Casualmente, a metà pomeriggio di venerdì, Lch Clearnet, la camera di compensazione dove si tratta il debito sovrano, ha deciso di alzare di nuovo i margini per detenere debito italiano a lungo
termine: 18% di margine iniziale per la classe compresa tra i 15 e 30 anni e 8,3% per la classe del benchmark, quella tra i 7 e i 10 anni. Insomma, un’ulteriore spinta a vendere le scadenze lunghe (gonfiando lo spread) per soddisfare i margini e ad acquistare debito a breve, ovvero entro i 3 anni di garanzia offerti dalla Bce. E le nostre prossime aste, il 26 e 30 gennaio, sono a lungo termine. Per le banche, poi, il problema è decisamente serio, visto che quello 0,15% di aumento sui margini iniziali richiesti va a intaccare l’utilizzabilità dei Btp a durata 7-10 anni come garanzia per fare funding. Ovvero, chi usa bonds per ottenere liquidità attraverso i pronti contro termine dovrà restituire un po’ di soldi oppure aumentare le garanzie. Da oggi, quindi, è probabile che si innescherà una margin call su larga scala verso le banche che hanno messo a garanzia titoli di Stato italiani per ottenere cash a breve, di fatto rendendo sempre meno interessante e costoso per il sistema bancario detenere nostro debito.

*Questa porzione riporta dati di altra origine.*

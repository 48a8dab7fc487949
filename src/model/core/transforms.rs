//! Link-scale transforms for the joint prevalence model.
//!
//! Purpose
//! -------
//! Turn a parameter view into the link-scale linear predictors and
//! probability-scale quantities the likelihood and reporting layers
//! consume. Everything here is a pure function of its inputs, recomputed
//! from scratch on every objective evaluation — there is no caching
//! between evaluations.
//!
//! Key behaviors
//! -------------
//! - [`link_state`] builds the three linear predictors and the two
//!   inverse-logit prevalences:
//!   - `eta_prev = beta_prev + exp(log_sigma_phi_prev) · phi_prev`
//!   - `eta_anc  = eta_prev + beta_anc + exp(log_sigma_b_anc) · b_anc`
//!     (ANC prevalence is survey prevalence plus a bias, on the logit
//!     scale)
//!   - `eta_art  = beta_art + exp(log_sigma_phi_art) · phi_art`
//!     (independent of the survey/ANC arms)
//! - [`alpha_art`] evaluates the deterministic ART coverage identity
//!   `alpha = exp(ln a_art + ln rho_prev − ln n_art)` per region. This
//!   is a consistency relation (ART count ≈ coverage × prevalence ×
//!   population), not a likelihood term, and it is only defined for
//!   strictly positive `a_art` and `rho_prev`.
//! - [`precision`] maps a log standard deviation to the reported
//!   precision `tau = 1 / exp(log_sigma)²`.
//!
//! Invariants & assumptions
//! ------------------------
//! - Scale factors are always `exp(log_sigma_*)`, strictly positive for
//!   any finite unconstrained input.
//! - `rho_prev`, `rho_anc` lie in `(0, 1)` except when the inverse-logit
//!   underflows at |eta| ≳ 745; [`alpha_art`] treats an underflowed
//!   `rho_prev` as a domain violation rather than clamping it.
//! - Zero ART counts are valid data but make the coverage identity
//!   undefined; the error policy is **reject** ([`ModelError::AlphaArtUndefined`]),
//!   never a NaN or −∞ sentinel.
//!
//! Downstream usage
//! ----------------
//! - `model::core::likelihood` scores the survey and ANC arms at
//!   `eta_prev` / `eta_anc`.
//! - `report::quantities` evaluates `rho_prev`, `rho_anc`, and
//!   [`alpha_art`] for the estimates table; the objective path never
//!   calls [`alpha_art`].
//!
//! Testing notes
//! -------------
//! - Unit tests pin the n = 1 zero-initialization scenario, the
//!   logit-scale ANC bias decomposition, and both rejection branches of
//!   [`alpha_art`].
use crate::model::{
    core::{data::SurveillanceData, params::ParamView},
    errors::{ModelError, ModelResult},
};
use crate::optimization::numerical_stability::safe_invlogit;
use ndarray::Array1;

/// Link-scale state of the model at one parameter point.
///
/// All vectors have length `n_regions`. `eta_*` are the linear
/// predictors; `rho_*` their inverse-logit images.
#[derive(Debug, Clone, PartialEq)]
pub struct LinkState {
    /// Survey-arm linear predictor.
    pub eta_prev: Array1<f64>,
    /// ANC-arm linear predictor (`eta_prev` plus the bias term).
    pub eta_anc: Array1<f64>,
    /// ART-arm linear predictor.
    pub eta_art: Array1<f64>,
    /// Survey prevalence on the probability scale.
    pub rho_prev: Array1<f64>,
    /// ANC prevalence on the probability scale.
    pub rho_anc: Array1<f64>,
}

/// Build the [`LinkState`] for one parameter view.
///
/// Pure and side-effect free; every operation has a defined derivative
/// at any finite input, so finite differences through this function are
/// well-behaved.
pub fn link_state(params: &ParamView<'_>) -> LinkState {
    let sigma_phi_prev = params.log_sigma_phi_prev.exp();
    let eta_prev = params.phi_prev.mapv(|phi| params.beta_prev + sigma_phi_prev * phi);

    let sigma_b_anc = params.log_sigma_b_anc.exp();
    let eta_anc = ndarray::Zip::from(&eta_prev)
        .and(&params.b_anc)
        .map_collect(|&eta, &b| eta + params.beta_anc + sigma_b_anc * b);

    let sigma_phi_art = params.log_sigma_phi_art.exp();
    let eta_art = params.phi_art.mapv(|phi| params.beta_art + sigma_phi_art * phi);

    let rho_prev = eta_prev.mapv(safe_invlogit);
    let rho_anc = eta_anc.mapv(safe_invlogit);

    LinkState { eta_prev, eta_anc, eta_art, rho_prev, rho_anc }
}

/// Evaluate the ART coverage identity per region.
///
/// `alpha_art[i] = exp(ln a_art[i] + ln rho_prev[i] − ln n_art[i])`,
/// i.e. coverage = ART count / (prevalence × population), computed on
/// the log scale.
///
/// # Errors
/// - [`ModelError::AlphaArtUndefined`] for the first region where
///   `a_art[i] == 0` or `rho_prev[i]` has underflowed to 0 — the log
///   identity is undefined there and no sentinel is propagated.
pub fn alpha_art(rho_prev: &Array1<f64>, data: &SurveillanceData) -> ModelResult<Array1<f64>> {
    let mut alpha = Array1::zeros(rho_prev.len());
    for (index, ((&rho, &a), &pop)) in
        rho_prev.iter().zip(data.a_art.iter()).zip(data.n_art.iter()).enumerate()
    {
        if a <= 0.0 || rho <= 0.0 {
            return Err(ModelError::AlphaArtUndefined { index, a_art: a, rho_prev: rho });
        }
        alpha[index] = (a.ln() + rho.ln() - pop.ln()).exp();
    }
    Ok(alpha)
}

/// Precision `tau = 1 / sigma²` for a log standard deviation.
pub fn precision(log_sigma: f64) -> f64 {
    1.0 / log_sigma.exp().powi(2)
}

Come mai, però, Lch Clearnet ha atteso proprio venerdì per alzare i margini, visto che normalmente lo fa quando un bond decennale supera per qualche giorno quota 7% di rendimento, come accadde a noi lo scorso novembre, colpiti dopo solo due giorni di permanenza nell’area di pericolo rosso? Siamo stati parecchi giorni sopra il 7%, perché proprio venerdì? Di più, nonostante in base alla determinazione dell’investment grade di Goldman Sachs l’Italia sia ancora in prima fascia per due livelli, nonostante il BBB+, c’è il concreto rischio che molti fondi scarichino nostro debito a causa dei vincoli mandatari, ovvero a causa del fatto che per statuto possono detenere solo obbligazioni di fascia sicura, cioè con investment grade non in fascia speculativa di rating. Parliamo sia di chi potrebbe spaventarsi per la minaccia di ulteriore downgrade italiano, quest’anno o il prossimo, contenuta nella nota esplicativa di S&P’s, ma anche di chi già con la perdita del rating A, vede scattare l’obbligo di vendita del titolo. Ogni fondo di investimento e fondo pensione, infatti, ha regole diverse sull’eleggibilità delle classi di investimento che possono essere utilizzate e chi ha come vincolo di detenzione il rating A del titolo, da oggi potrebbe essere costretto a liquidare la posizione.